What to do >>
Return, from the listing that follows, each line containing the word "while".

Provided records >>

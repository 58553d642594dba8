//! Paragraph-aware text chunking.
//!
//! Text is split on blank lines into paragraphs, which are packed greedily
//! into chunks of at most `chunk_size` characters. When a chunk is closed,
//! the next one is seeded with the last `overlap` characters of it so that
//! neighbouring chunks share context. Paragraphs that cannot fit are
//! hard-split into `chunk_size` windows advancing by `chunk_size - overlap`.
//!
//! All lengths are measured in characters, not bytes.

use std::path::{Path, PathBuf};

use sha2::{Digest, Sha256};

use crate::types::{AppError, Chunk, Result};

const PARAGRAPH_SEPARATOR: &str = "\n\n";

/// Validated splitter parameters.
#[derive(Debug, Clone, Copy, PartialEq, Eq)]
pub struct ChunkingConfig {
    chunk_size: usize,
    overlap: usize,
}

impl ChunkingConfig {
    /// Validate `chunk_size > 0` and `0 <= overlap < chunk_size`.
    ///
    /// Takes signed values so that configuration read from the environment can
    /// be rejected here instead of wrapping around.
    pub fn new(chunk_size: i64, overlap: i64) -> Result<Self> {
        if chunk_size <= 0 {
            return Err(AppError::Configuration(
                "CHUNK_SIZE must be greater than 0".to_string(),
            ));
        }
        if overlap < 0 {
            return Err(AppError::Configuration(
                "CHUNK_OVERLAP cannot be negative".to_string(),
            ));
        }
        if overlap >= chunk_size {
            return Err(AppError::Configuration(
                "CHUNK_OVERLAP must be smaller than CHUNK_SIZE".to_string(),
            ));
        }
        let out_of_range = |name: &str, value: i64| {
            AppError::Configuration(format!("{name} out of range: {value}"))
        };
        let chunk_size =
            usize::try_from(chunk_size).map_err(|_| out_of_range("CHUNK_SIZE", chunk_size))?;
        let overlap = usize::try_from(overlap).map_err(|_| out_of_range("CHUNK_OVERLAP", overlap))?;

        Ok(Self {
            chunk_size,
            overlap,
        })
    }

    pub fn chunk_size(&self) -> usize {
        self.chunk_size
    }

    pub fn overlap(&self) -> usize {
        self.overlap
    }
}

/// Splits raw text into bounded, overlapping chunks.
#[derive(Debug, Clone, Copy)]
pub struct TextChunker {
    config: ChunkingConfig,
}

impl TextChunker {
    pub fn new(config: ChunkingConfig) -> Self {
        Self { config }
    }

    pub fn config(&self) -> ChunkingConfig {
        self.config
    }

    /// Split `text` into trimmed, non-empty chunks.
    ///
    /// Output is a pure function of the text and the configuration.
    pub fn split(&self, text: &str) -> Vec<String> {
        let size = self.config.chunk_size;
        let mut chunks: Vec<String> = Vec::new();
        let mut current = String::new();

        for paragraph in paragraphs(text) {
            let candidate = if current.is_empty() {
                paragraph.to_string()
            } else {
                format!("{current}{PARAGRAPH_SEPARATOR}{paragraph}")
            };

            if char_len(&candidate) <= size {
                current = candidate;
                continue;
            }

            let seeded = if current.is_empty() {
                // A lone paragraph that is too long on its own: no carry.
                paragraph.to_string()
            } else {
                let carry = tail_chars(&current, self.config.overlap).to_string();
                chunks.push(std::mem::take(&mut current));
                if carry.is_empty() {
                    paragraph.to_string()
                } else {
                    format!("{carry}{PARAGRAPH_SEPARATOR}{paragraph}")
                }
            };

            current = self.hard_split(seeded, &mut chunks);
        }

        if !current.trim().is_empty() {
            chunks.push(current);
        }

        chunks
            .into_iter()
            .map(|c| c.trim().to_string())
            .filter(|c| !c.is_empty())
            .collect()
    }

    /// Emit `chunk_size` windows from `buffer` until the remainder fits.
    fn hard_split(&self, buffer: String, chunks: &mut Vec<String>) -> String {
        let size = self.config.chunk_size;
        if char_len(&buffer) <= size {
            return buffer;
        }

        let stride = size - self.config.overlap;
        let chars: Vec<char> = buffer.chars().collect();
        let mut start = 0;
        while chars.len() - start > size {
            chunks.push(chars[start..start + size].iter().collect());
            start += stride;
        }
        chars[start..].iter().collect()
    }
}

/// Blank-line separated paragraphs with surrounding whitespace removed.
pub fn paragraphs(text: &str) -> impl Iterator<Item = &str> {
    text.split(PARAGRAPH_SEPARATOR)
        .map(str::trim)
        .filter(|p| !p.is_empty())
}

fn char_len(s: &str) -> usize {
    s.chars().count()
}

/// The last `n` characters of `s`.
fn tail_chars(s: &str, n: usize) -> &str {
    if n == 0 {
        return "";
    }
    match s.char_indices().rev().nth(n - 1) {
        Some((idx, _)) => &s[idx..],
        None => s,
    }
}

// ============================================================================
// Source documents
// ============================================================================

/// A raw text document to be chunked.
#[derive(Debug, Clone)]
pub struct SourceDocument {
    /// Resolved path of the document; also the basis of its chunk ids
    pub path: PathBuf,
    pub text: String,
}

impl SourceDocument {
    pub fn new(path: impl Into<PathBuf>, text: impl Into<String>) -> Self {
        Self {
            path: path.into(),
            text: text.into(),
        }
    }

    /// Read a document from disk, resolving its path to an absolute one.
    pub fn read(path: &Path) -> Result<Self> {
        let resolved = std::fs::canonicalize(path)?;
        let text = std::fs::read_to_string(&resolved)?;
        Ok(Self {
            path: resolved,
            text,
        })
    }

    /// Chunk this document into records with deterministic ids.
    pub fn chunk(&self, chunker: &TextChunker) -> Vec<Chunk> {
        let source_file = self.path.to_string_lossy().to_string();
        let stem = self
            .path
            .file_stem()
            .map(|s| s.to_string_lossy().to_string())
            .unwrap_or_else(|| "document".to_string());
        let key = file_key(&self.path);

        chunker
            .split(&self.text)
            .into_iter()
            .enumerate()
            .map(|(chunk_index, text)| Chunk {
                chunk_id: chunk_id(&stem, &key, chunk_index),
                chunk_index,
                source_file: source_file.clone(),
                text,
            })
            .collect()
    }
}

/// First 8 hex digits of the SHA-256 of the path.
pub fn file_key(path: &Path) -> String {
    let digest = Sha256::digest(path.to_string_lossy().as_bytes());
    hex::encode(digest)[..8].to_string()
}

pub fn chunk_id(stem: &str, file_key: &str, chunk_index: usize) -> String {
    format!("{stem}-{file_key}-{chunk_index:04}")
}

/// All `*.txt` files directly under `dir`, sorted by path.
pub fn discover_sources(dir: &Path) -> Result<Vec<PathBuf>> {
    let not_found = || {
        AppError::Data(format!(
            "No source .txt files found in {}/. Run the scrape command first.",
            dir.display()
        ))
    };

    if !dir.is_dir() {
        return Err(not_found());
    }

    let mut files: Vec<PathBuf> = std::fs::read_dir(dir)?
        .filter_map(|entry| entry.ok().map(|e| e.path()))
        .filter(|p| p.is_file() && p.extension().is_some_and(|ext| ext == "txt"))
        .collect();
    files.sort();

    if files.is_empty() {
        return Err(not_found());
    }
    Ok(files)
}
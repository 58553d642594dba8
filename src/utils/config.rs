//! Environment-driven configuration.
//!
//! Values come from the process environment, optionally seeded from a `.env`
//! file in the working directory. Every setting has a default except the
//! model names, whose presence is checked by the commands that need them.

use std::path::PathBuf;
use std::time::Duration;

use crate::rag::chunker::ChunkingConfig;
use crate::types::{AppError, Result};

pub const DEFAULT_OLLAMA_URL: &str = "http://127.0.0.1:11434";
pub const DEFAULT_WIKI_API_URL: &str = "https://en.wikipedia.org/w/api.php";
const DEFAULT_WIKI_WORKERS: usize = 4;

#[derive(Debug, Clone)]
pub struct Config {
    pub ollama: OllamaConfig,
    pub chunking: ChunkingSettings,
    pub chat: ChatConfig,
    pub paths: PathsConfig,
    pub scraper: ScraperConfig,
}

#[derive(Debug, Clone)]
pub struct OllamaConfig {
    pub base_url: String,
    pub embed_model: Option<String>,
    pub chat_model: Option<String>,
    pub embed_timeout: Duration,
}

/// Raw splitter settings; validated by [`ChunkingSettings::validate`].
#[derive(Debug, Clone, Copy)]
pub struct ChunkingSettings {
    pub chunk_size: i64,
    pub chunk_overlap: i64,
}

#[derive(Debug, Clone)]
pub struct ChatConfig {
    pub top_k: usize,
    pub min_similarity: f32,
    pub max_context_chars: usize,
    pub request_timeout: Duration,
}

#[derive(Debug, Clone)]
pub struct PathsConfig {
    pub scraped_dir: PathBuf,
    pub artifacts_dir: PathBuf,
    pub ingest_db_path: PathBuf,
    pub log_dir: PathBuf,
    pub write_artifacts: bool,
}

#[derive(Debug, Clone)]
pub struct ScraperConfig {
    pub subjects: Vec<String>,
    pub max_workers: Option<i64>,
    pub allow_insecure: bool,
    pub api_url: String,
}

impl Config {
    /// Load `.env` (if present) and read the process environment.
    pub fn from_env() -> Result<Self> {
        dotenvy::dotenv().ok();
        Self::from_lookup(|key| std::env::var(key).ok())
    }

    /// Build the configuration from an arbitrary key lookup.
    pub fn from_lookup<F>(lookup: F) -> Result<Self>
    where
        F: Fn(&str) -> Option<String>,
    {
        let env = Env { lookup };

        let artifacts_dir = PathBuf::from(env.string("ARTIFACTS_DIR", "artifacts"));
        let ingest_db_path = env
            .optional("INGEST_DB_PATH")
            .map(PathBuf::from)
            .unwrap_or_else(|| artifacts_dir.join("ingest").join("rag.sqlite3"));

        Ok(Config {
            ollama: OllamaConfig {
                base_url: env
                    .string("OLLAMA_BASE_URL", DEFAULT_OLLAMA_URL)
                    .trim_end_matches('/')
                    .to_string(),
                embed_model: env.optional("OLLAMA_EMBED_MODEL"),
                chat_model: env.optional("OLLAMA_CHAT_MODEL"),
                embed_timeout: Duration::from_secs(env.unsigned("EMBED_REQUEST_TIMEOUT", 60)?),
            },
            chunking: ChunkingSettings {
                chunk_size: env.int("CHUNK_SIZE", 1200)?,
                chunk_overlap: env.int("CHUNK_OVERLAP", 200)?,
            },
            chat: ChatConfig {
                top_k: env.unsigned("CHAT_TOP_K", 4)? as usize,
                min_similarity: env.float("CHAT_MIN_SIMILARITY", 0.15)?,
                max_context_chars: env.unsigned("CHAT_MAX_CONTEXT_CHARS", 3600)? as usize,
                request_timeout: Duration::from_secs(env.unsigned("CHAT_REQUEST_TIMEOUT", 300)?),
            },
            paths: PathsConfig {
                scraped_dir: PathBuf::from(env.string("SCRAPED_DIR", "scraped_pages")),
                artifacts_dir,
                ingest_db_path,
                log_dir: PathBuf::from(env.string("LOG_DIR", "logs")),
                write_artifacts: env.flag("WRITE_ARTIFACTS", true)?,
            },
            scraper: ScraperConfig {
                subjects: parse_subjects(&env.string("WIKI_SUBJECT", "")),
                max_workers: env.optional_int("WIKI_MAX_WORKERS")?,
                allow_insecure: env.flag("WIKI_ALLOW_INSECURE", false)?,
                api_url: env.string("WIKI_API_URL", DEFAULT_WIKI_API_URL),
            },
        })
    }
}

impl OllamaConfig {
    pub fn require_embed_model(&self) -> Result<&str> {
        self.embed_model
            .as_deref()
            .ok_or_else(|| AppError::Configuration("Missing OLLAMA_EMBED_MODEL".to_string()))
    }

    pub fn require_chat_model(&self) -> Result<&str> {
        self.chat_model
            .as_deref()
            .ok_or_else(|| AppError::Configuration("Missing OLLAMA_CHAT_MODEL".to_string()))
    }
}

impl ChunkingSettings {
    pub fn validate(&self) -> Result<ChunkingConfig> {
        ChunkingConfig::new(self.chunk_size, self.chunk_overlap)
    }
}

impl PathsConfig {
    pub fn chunk_file(&self) -> PathBuf {
        self.artifacts_dir.join("chunks").join("chunks.jsonl")
    }

    pub fn embedding_file(&self) -> PathBuf {
        self.artifacts_dir.join("embeddings").join("embeddings.jsonl")
    }

    pub fn error_log_file(&self) -> PathBuf {
        self.log_dir.join("errorlogs.txt")
    }
}

impl ScraperConfig {
    /// Worker count for `subject_count` subjects: the configured maximum (or
    /// 4) capped at the number of subjects.
    pub fn workers_for(&self, subject_count: usize) -> Result<usize> {
        let configured = match self.max_workers {
            Some(n) if n <= 0 => {
                return Err(AppError::Configuration(
                    "WIKI_MAX_WORKERS must be greater than 0".to_string(),
                ))
            }
            Some(n) => usize::try_from(n).unwrap_or(usize::MAX),
            None => DEFAULT_WIKI_WORKERS,
        };
        Ok(configured.min(subject_count).max(1))
    }
}

/// Split a comma-separated subject list, dropping blanks and
/// case-insensitive duplicates while keeping first-seen order.
pub fn parse_subjects(value: &str) -> Vec<String> {
    let mut seen = std::collections::HashSet::new();
    value
        .split(',')
        .map(str::trim)
        .filter(|s| !s.is_empty())
        .filter(|s| seen.insert(s.to_lowercase()))
        .map(str::to_string)
        .collect()
}

struct Env<F> {
    lookup: F,
}

impl<F> Env<F>
where
    F: Fn(&str) -> Option<String>,
{
    /// Non-blank, trimmed value.
    fn optional(&self, name: &str) -> Option<String> {
        (self.lookup)(name)
            .map(|v| v.trim().to_string())
            .filter(|v| !v.is_empty())
    }

    fn string(&self, name: &str, default: &str) -> String {
        self.optional(name).unwrap_or_else(|| default.to_string())
    }

    fn optional_int(&self, name: &str) -> Result<Option<i64>> {
        self.optional(name)
            .map(|v| {
                v.parse::<i64>().map_err(|_| {
                    AppError::Configuration(format!("Invalid integer for {}: {}", name, v))
                })
            })
            .transpose()
    }

    fn int(&self, name: &str, default: i64) -> Result<i64> {
        Ok(self.optional_int(name)?.unwrap_or(default))
    }

    fn unsigned(&self, name: &str, default: u64) -> Result<u64> {
        match self.optional(name) {
            None => Ok(default),
            Some(v) => v.parse::<u64>().map_err(|_| {
                AppError::Configuration(format!("Invalid non-negative integer for {}: {}", name, v))
            }),
        }
    }

    fn float(&self, name: &str, default: f32) -> Result<f32> {
        match self.optional(name) {
            None => Ok(default),
            Some(v) => v
                .parse::<f32>()
                .ok()
                .filter(|f| f.is_finite())
                .ok_or_else(|| {
                    AppError::Configuration(format!("Invalid float for {}: {}", name, v))
                }),
        }
    }

    fn flag(&self, name: &str, default: bool) -> Result<bool> {
        match self.optional(name) {
            None => Ok(default),
            Some(v) => match v.to_lowercase().as_str() {
                "1" | "true" | "yes" | "on" => Ok(true),
                "0" | "false" | "no" | "off" => Ok(false),
                _ => Err(AppError::Configuration(format!(
                    "Invalid boolean for {}: {}",
                    name, v
                ))),
            },
        }
    }
}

Your response >>
        while chars.len() - start > size {
/// case-insensitive duplicates while keeping first-seen order.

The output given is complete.